= WHAT YOU ARE ASKED TO DO =
The answer should consist of every record, reproduced exactly.

Stored items:
Content starts

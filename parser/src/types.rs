use serde::{Deserialize, Deserializer, Serialize};
use serde_json::Value;

/// Map name used when the metadata carries no display name.
pub const UNKNOWN_MAP: &str = "Unknown map";

/// Vehicle type used when a roster or result entry carries none.
pub const UNKNOWN_VEHICLE: &str = "N/A";

/// Per-battle team identifier. Real battles use 1 and 2; the results object
/// reports a winning team of 0 when nobody won.
#[derive(Debug, Default, Clone, Copy, PartialEq, Eq, Hash, Serialize, Deserialize)]
#[serde(transparent)]
pub struct TeamId(pub i64);

impl TeamId {
    pub fn raw(self) -> i64 {
        self.0
    }
}

/// Result of a battle from one team's point of view.
#[derive(
    Debug, Clone, Copy, PartialEq, Eq, Hash, Serialize, Deserialize, strum_macros::Display,
)]
#[serde(rename_all = "lowercase")]
#[strum(serialize_all = "lowercase")]
pub enum Outcome {
    Win,
    Loss,
    Draw,
}

impl Outcome {
    /// Compares the results object's winning team against `team`.
    ///
    /// A winner of 0 means the battle was not won by anyone. An unknown
    /// winner or team (missing or non-numeric in the replay) is a draw.
    pub fn resolve(winner: Option<TeamId>, team: Option<TeamId>) -> Outcome {
        match (winner, team) {
            (Some(winner), Some(team)) if winner == team => Outcome::Win,
            (Some(winner), Some(_)) if winner.raw() != 0 => Outcome::Loss,
            _ => Outcome::Draw,
        }
    }

    pub fn is_win(self) -> bool {
        self == Outcome::Win
    }
}

/// Which of the two result layouts a batch is built from.
#[derive(
    Debug,
    Clone,
    Copy,
    PartialEq,
    Eq,
    Hash,
    Serialize,
    Deserialize,
    strum_macros::Display,
    strum_macros::EnumString,
)]
#[serde(rename_all = "lowercase")]
#[strum(serialize_all = "lowercase")]
pub enum StatsMode {
    /// Per-vehicle result lists; one record per ally, keyed by player name.
    Team,
    /// `personal`/`common` blocks; one self record, keyed by vehicle type.
    Personal,
}

/// Strips the nation prefix from a vehicle type, e.g. `ussr:R04_T-34` becomes `R04_T-34`.
pub fn tank_name(vehicle_type: &str) -> &str {
    vehicle_type.rsplit(':').next().unwrap_or(vehicle_type)
}

/// Reads a loosely typed JSON scalar as an integer: integers as-is, floats
/// truncated, numeric strings parsed. Anything else is `None`.
pub fn lenient_i64(value: &Value) -> Option<i64> {
    match value {
        Value::Number(n) => n.as_i64().or_else(|| n.as_f64().map(|f| f as i64)),
        Value::String(s) => {
            let s = s.trim();
            s.parse::<i64>().ok().or_else(|| {
                s.parse::<f64>()
                    .ok()
                    .filter(|f| f.is_finite())
                    .map(|f| f as i64)
            })
        }
        _ => None,
    }
}

/// Counter fields: unreadable or null values count as zero.
pub(crate) fn de_counter<'de, D>(deserializer: D) -> Result<i64, D::Error>
where
    D: Deserializer<'de>,
{
    let value = Value::deserialize(deserializer)?;
    Ok(lenient_i64(&value).unwrap_or(0))
}

pub(crate) fn de_opt_counter<'de, D>(deserializer: D) -> Result<Option<i64>, D::Error>
where
    D: Deserializer<'de>,
{
    let value = Value::deserialize(deserializer)?;
    Ok(lenient_i64(&value))
}

pub(crate) fn de_team<'de, D>(deserializer: D) -> Result<Option<TeamId>, D::Error>
where
    D: Deserializer<'de>,
{
    let value = Value::deserialize(deserializer)?;
    Ok(lenient_i64(&value).map(TeamId))
}

/// Only JSON strings are names; numbers, nulls and containers are dropped.
pub(crate) fn de_opt_string<'de, D>(deserializer: D) -> Result<Option<String>, D::Error>
where
    D: Deserializer<'de>,
{
    match Value::deserialize(deserializer)? {
        Value::String(s) => Ok(Some(s)),
        _ => Ok(None),
    }
}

Content ends

= ANSWER SECTION =
filename parser/src/types.rs
use serde::{Deserialize, Deserializer, Serialize};
use serde_json::Value;

/// Map name used when the metadata carries no display name.
pub const UNKNOWN_MAP: &str = "Unknown map";

/// Vehicle type used when a roster or result entry carries none.
pub const UNKNOWN_VEHICLE: &str = "N/A";

/// Per-battle team identifier. Real battles use 1 and 2; the results object
/// reports a winning team of 0 when nobody won.
#[derive(Debug, Default, Clone, Copy, PartialEq, Eq, Hash, Serialize, Deserialize)]
#[serde(transparent)]
pub struct TeamId(pub i64);

impl TeamId {
    pub fn raw(self) -> i64 {
        self.0
    }
}

/// Result of a battle from one team's point of view.
#[derive(
    Debug, Clone, Copy, PartialEq, Eq, Hash, Serialize, Deserialize, strum_macros::Display,
)]
#[serde(rename_all = "lowercase")]
#[strum(serialize_all = "lowercase")]
pub enum Outcome {
    Win,
    Loss,
    Draw,
}

impl Outcome {
    /// Compares the results object's winning team against `team`.
    ///
    /// A winner of 0 means the battle was not won by anyone. An unknown
    /// winner or team (missing or non-numeric in the replay) is a draw.
    pub fn resolve(winner: Option<TeamId>, team: Option<TeamId>) -> Outcome {
        match (winner, team) {
            (Some(winner), Some(team)) if winner == team => Outcome::Win,
            (Some(winner), Some(_)) if winner.raw() != 0 => Outcome::Loss,
            _ => Outcome::Draw,
        }
    }

    pub fn is_win(self) -> bool {
        self == Outcome::Win
    }
}

/// Which of the two result layouts a batch is built from.
#[derive(
    Debug,
    Clone,
    Copy,
    PartialEq,
    Eq,
    Hash,
    Serialize,
    Deserialize,
    strum_macros::Display,
    strum_macros::EnumString,
)]
#[serde(rename_all = "lowercase")]
#[strum(serialize_all = "lowercase")]
pub enum StatsMode {
    /// Per-vehicle result lists; one record per ally, keyed by player name.
    Team,
    /// `personal`/`common` blocks; one self record, keyed by vehicle type.
    Personal,
}

/// Strips the nation prefix from a vehicle type, e.g. `ussr:R04_T-34` becomes `R04_T-34`.
pub fn tank_name(vehicle_type: &str) -> &str {
    vehicle_type.rsplit(':').next().unwrap_or(vehicle_type)
}

/// Reads a loosely typed JSON scalar as an integer: integers as-is, floats
/// truncated, numeric strings parsed. Anything else is `None`.
pub fn lenient_i64(value: &Value) -> Option<i64> {
    match value {
        Value::Number(n) => n.as_i64().or_else(|| n.as_f64().map(|f| f as i64)),
        Value::String(s) => {
            let s = s.trim();
            s.parse::<i64>().ok().or_else(|| {
                s.parse::<f64>()
                    .ok()
                    .filter(|f| f.is_finite())
                    .map(|f| f as i64)
            })
        }
        _ => None,
    }
}

/// Counter fields: unreadable or null values count as zero.
pub(crate) fn de_counter<'de, D>(deserializer: D) -> Result<i64, D::Error>
where
    D: Deserializer<'de>,
{
    let value = Value::deserialize(deserializer)?;
    Ok(lenient_i64(&value).unwrap_or(0))
}

pub(crate) fn de_opt_counter<'de, D>(deserializer: D) -> Result<Option<i64>, D::Error>
where
    D: Deserializer<'de>,
{
    let value = Value::deserialize(deserializer)?;
    Ok(lenient_i64(&value))
}

pub(crate) fn de_team<'de, D>(deserializer: D) -> Result<Option<TeamId>, D::Error>
where
    D: Deserializer<'de>,
{
    let value = Value::deserialize(deserializer)?;
    Ok(lenient_i64(&value).map(TeamId))
}

/// Only JSON strings are names; numbers, nulls and containers are dropped.
pub(crate) fn de_opt_string<'de, D>(deserializer: D) -> Result<Option<String>, D::Error>
where
    D: Deserializer<'de>,
{
    match Value::deserialize(deserializer)? {
        Value::String(s) => Ok(Some(s)),
        _ => Ok(None),
    }
}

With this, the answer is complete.